Vibrations dampening

Ankle comfort

 

 

Why ?

 
 

So you just bought a magnificent pair of skates, and they fit just right ; all the other pairs you tried (and you tried many) were unpleasant in some way.

Until the first ride, where they grow increasingly uncomfortable.. What to do, send them back? Well you are sure that the other models will be worse, and this one is only a tad wrong. Maybe you can live with that?

Well you cannot. Because you are a serious skater, you skate long distance or difficult pavement, and you know that damaged feet will not take you anywhere. Now is the time for a little customization of your skates - a little only : everything described below is :

  • harmless to your skates.
  • easy to do.
  • at your own risk.  :)

 

Click to enlarge view of Mogema skates

 

Frames adjustment

 
 

Proper frame adjustment conditions most of your comfort, and most of your skating efficiency : enough to justify a little bit of your attention :-)

All boot-frame combos allow you lateral adjustment, (most will also allow longitudinal adjustment, not studied here). If your frames are too much to the outer sides of your boots, that is, with a large space between them, your weight will apply to the inner edges of your frames, causing your feet to pronate. If your frames are too much to the inner sides of your boots, that is, with a small space between them, your weight will apply to the outer edges of your frames, causing your feet to supinate.

Depending on your body's geometry, that may make things better or worse for your feet's comfort. What you want is an adjustment that lets your feet neither supinate nor pronate, with a perfect lateral balance when your body is completely relaxed (I like my feet to supinate VERY slightly).

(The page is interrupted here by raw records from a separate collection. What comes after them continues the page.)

//! Which frames of an allocation stack belong to the program.
//!
//! A captured stack starts inside the allocator: the tracer hooks, the
//! `__rust_alloc` shims, then `alloc::raw_vec` and friends. Allocations are
//! attributed to the first frame written by the user. Std and every
//! dependency are linked into the same executable, so the load range alone
//! cannot separate them.
//!
//! Decision order:
//!
//! 1. Tracer functions and allocator shims, by name
//! 2. Unresolved frames (`<unknown>`, raw addresses)
//! 3. The DWARF source path when there is one:
//!    - `~/.cargo/registry`, `~/.cargo/git` → dependency
//!    - `~/.rustup/toolchains`, `/rustc/<hash>` → standard library
//!    - anything else → user code
//! 4. Otherwise the demangled path prefix (`std::`, `serde::`, ...)
//! 5. Otherwise whether the address lies in the executable

use log::warn;
use std::collections::HashSet;
use std::sync::atomic::{AtomicU64, Ordering};
use std::sync::{Mutex, OnceLock, PoisonError};

/// Where a frame's code comes from.
#[derive(Debug, Clone, Copy, PartialEq, Eq, Default)]
pub enum FrameOrigin {
    /// memtop's own allocation hooks
    Tracer,
    UserCode,
    /// std, core, alloc and the compiler's allocator shims
    StdLib,
    /// Crates pulled from a registry or git, and system libraries
    ThirdParty,
    #[default]
    Unknown,
}

impl FrameOrigin {
    #[must_use]
    pub fn is_user_code(&self) -> bool {
        *self == FrameOrigin::UserCode
    }
}

/// Demangled names containing one of these are the tracer itself.
///
/// Trait impls demangle as `<memtop::tracer::.. as ..>`, hence `contains`.
const TRACER_MARKERS: &[&str] = &["memtop::tracer::"];

/// Allocator entry points emitted by rustc (`__rust_alloc`, `__rdl_alloc`, ...)
const ALLOCATOR_SHIM_PREFIXES: &[&str] = &["__rust_", "__rdl_", "__rg_"];

/// Namespace newer compilers put the allocator shims in (`__rustc::__rust_alloc`)
const SHIM_NAMESPACE: &str = "__rustc::";

const STD_PATH_MARKERS: &[&str] =
    &[".rustup/toolchains/", ".rustup\\toolchains\\", "/rustc/", "\\rustc\\"];

const DEPENDENCY_PATH_MARKERS: &[&str] =
    &[".cargo/registry/", ".cargo\\registry\\", ".cargo/git/checkouts/"];

const SYSTEM_PATH_PREFIXES: &[&str] = &["/usr/", "/lib/"];

const STD_NAME_PREFIXES: &[&str] =
    &["std::", "core::", "alloc::", "<std::", "<core::", "<alloc::", "_Unwind_"];

const DEPENDENCY_NAME_PREFIXES: &[&str] = &[
    "backtrace::",
    "<backtrace::",
    "serde::",
    "serde_json::",
    "log::",
    "env_logger::",
    "clap::",
    "clap_builder::",
    "addr2line::",
    "gimli::",
    "object::",
    "hashbrown::",
    "<hashbrown::",
];

/// Classify one (possibly inlined) frame.
///
/// `file` is the DWARF source path, `in_executable` whether the address
/// falls inside the main executable's load range.
///
/// ```ignore
/// classify_frame("myapp::load", Some("src/load.rs"), true);       // UserCode
/// classify_frame("__rust_alloc", None, true);                     // StdLib
/// classify_frame("0x7f3c2a10", None, false);                      // Unknown
/// ```
#[must_use]
pub fn classify_frame(function: &str, file: Option<&str>, in_executable: bool) -> FrameOrigin {
    if TRACER_MARKERS.iter().any(|marker| function.contains(marker)) {
        return FrameOrigin::Tracer;
    }
    // Shims carry the `#[global_allocator]` static as their location
    if is_allocator_shim(function) {
        return FrameOrigin::StdLib;
    }
    if function == "<unknown>" || function.starts_with("0x") {
        return FrameOrigin::Unknown;
    }

    coverage().record(function, file.is_some());

    if let Some(path) = file {
        return origin_from_path(path);
    }
    if starts_with_any(function, STD_NAME_PREFIXES) {
        return FrameOrigin::StdLib;
    }
    if starts_with_any(function, DEPENDENCY_NAME_PREFIXES) {
        return FrameOrigin::ThirdParty;
    }
    if in_executable {
        FrameOrigin::UserCode
    } else {
        FrameOrigin::Unknown
    }
}

fn origin_from_path(path: &str) -> FrameOrigin {
    if DEPENDENCY_PATH_MARKERS.iter().any(|m| path.contains(m)) {
        FrameOrigin::ThirdParty
    } else if STD_PATH_MARKERS.iter().any(|m| path.contains(m)) {
        FrameOrigin::StdLib
    } else if starts_with_any(path, SYSTEM_PATH_PREFIXES) {
        FrameOrigin::ThirdParty
    } else {
        // src/main.rs, /home/user/app/src/main.rs, ...
        FrameOrigin::UserCode
    }
}

fn is_allocator_shim(function: &str) -> bool {
    let name = function.strip_prefix(SHIM_NAMESPACE).unwrap_or(function);
    starts_with_any(name, ALLOCATOR_SHIM_PREFIXES)
}

fn starts_with_any(s: &str, prefixes: &[&str]) -> bool {
    prefixes.iter().any(|p| s.starts_with(p))
}

/// How many classified frames carried a source path.
///
/// Without DWARF, classification falls back to name prefixes and line
/// attribution is lost; each such function is logged once.
#[derive(Default)]
pub struct DebugInfoCoverage {
    with_path: AtomicU64,
    without_path: AtomicU64,
    reported: Mutex<HashSet<String>>,
}

impl DebugInfoCoverage {
    pub fn record(&self, function: &str, has_path: bool) {
        if has_path {
            self.with_path.fetch_add(1, Ordering::Relaxed);
            return;
        }
        self.without_path.fetch_add(1, Ordering::Relaxed);

        let mut reported = self.reported.lock().unwrap_or_else(PoisonError::into_inner);
        if reported.insert(function.to_owned()) {
            warn!("No source location for '{function}', classifying by name");
        }
    }

    /// Percentage of frames with a source path; 100 before any frame is seen.
    #[allow(clippy::cast_precision_loss)]
    #[must_use]
    pub fn percent(&self) -> f64 {
        let with = self.with_path.load(Ordering::Relaxed);
        let total = with + self.without_path.load(Ordering::Relaxed);
        if total == 0 {
            100.0
        } else {
            with as f64 * 100.0 / total as f64
        }
    }

    #[must_use]
    pub fn is_low(&self) -> bool {
        self.percent() < 50.0
    }
}

static COVERAGE: OnceLock<DebugInfoCoverage> = OnceLock::new();

/// Process-wide coverage counters fed by [`classify_frame`].
pub fn coverage() -> &'static DebugInfoCoverage {
    COVERAGE.get_or_init(DebugInfoCoverage::default)
}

So you have to adjust your frames the following way : take out the two wheels which prevent access to the two screws that attach the frames to the boot ; if your ankles tilt to the outside, push your frames to the outside, I recommend to move the frames by two or three millimeters between each try, keeping them as parallel as possible. Some skaters "toe in" a little bit at the end of the adjustment, this is not discussed here.

When you are finished, you should be able to stand at rest, with laces unfastened, body relaxed, without any tilting of the ankles. Quite a few coaches will make you skate with laces unfastened to make sure your frames have been properly adjusted.

When doing this adjustment, I had a severe case of pronation : even after I pushed the frames all the way to the inside, my ankles were still tilting inside. So I had to insert little wedges (see picture) to make the wheels stand on the ground even closer. I made these wedges by cutting out and drilling a very ordinary aluminum ruler, that happily enough had exactly the triangular section I wanted.

The end result is twofold :

  1. the wheels are close enough to allow no tilting at all of my ankles
  2. there is a small but definite (a few degrees ?) angle to the frames.

 

Both effects are definitely wanted.

Having done that solves 70% of the comfort questions.

 

Click to enlarge view of Mogema skates

Left foot seen from below, frame pushed nearly all the way to the inside.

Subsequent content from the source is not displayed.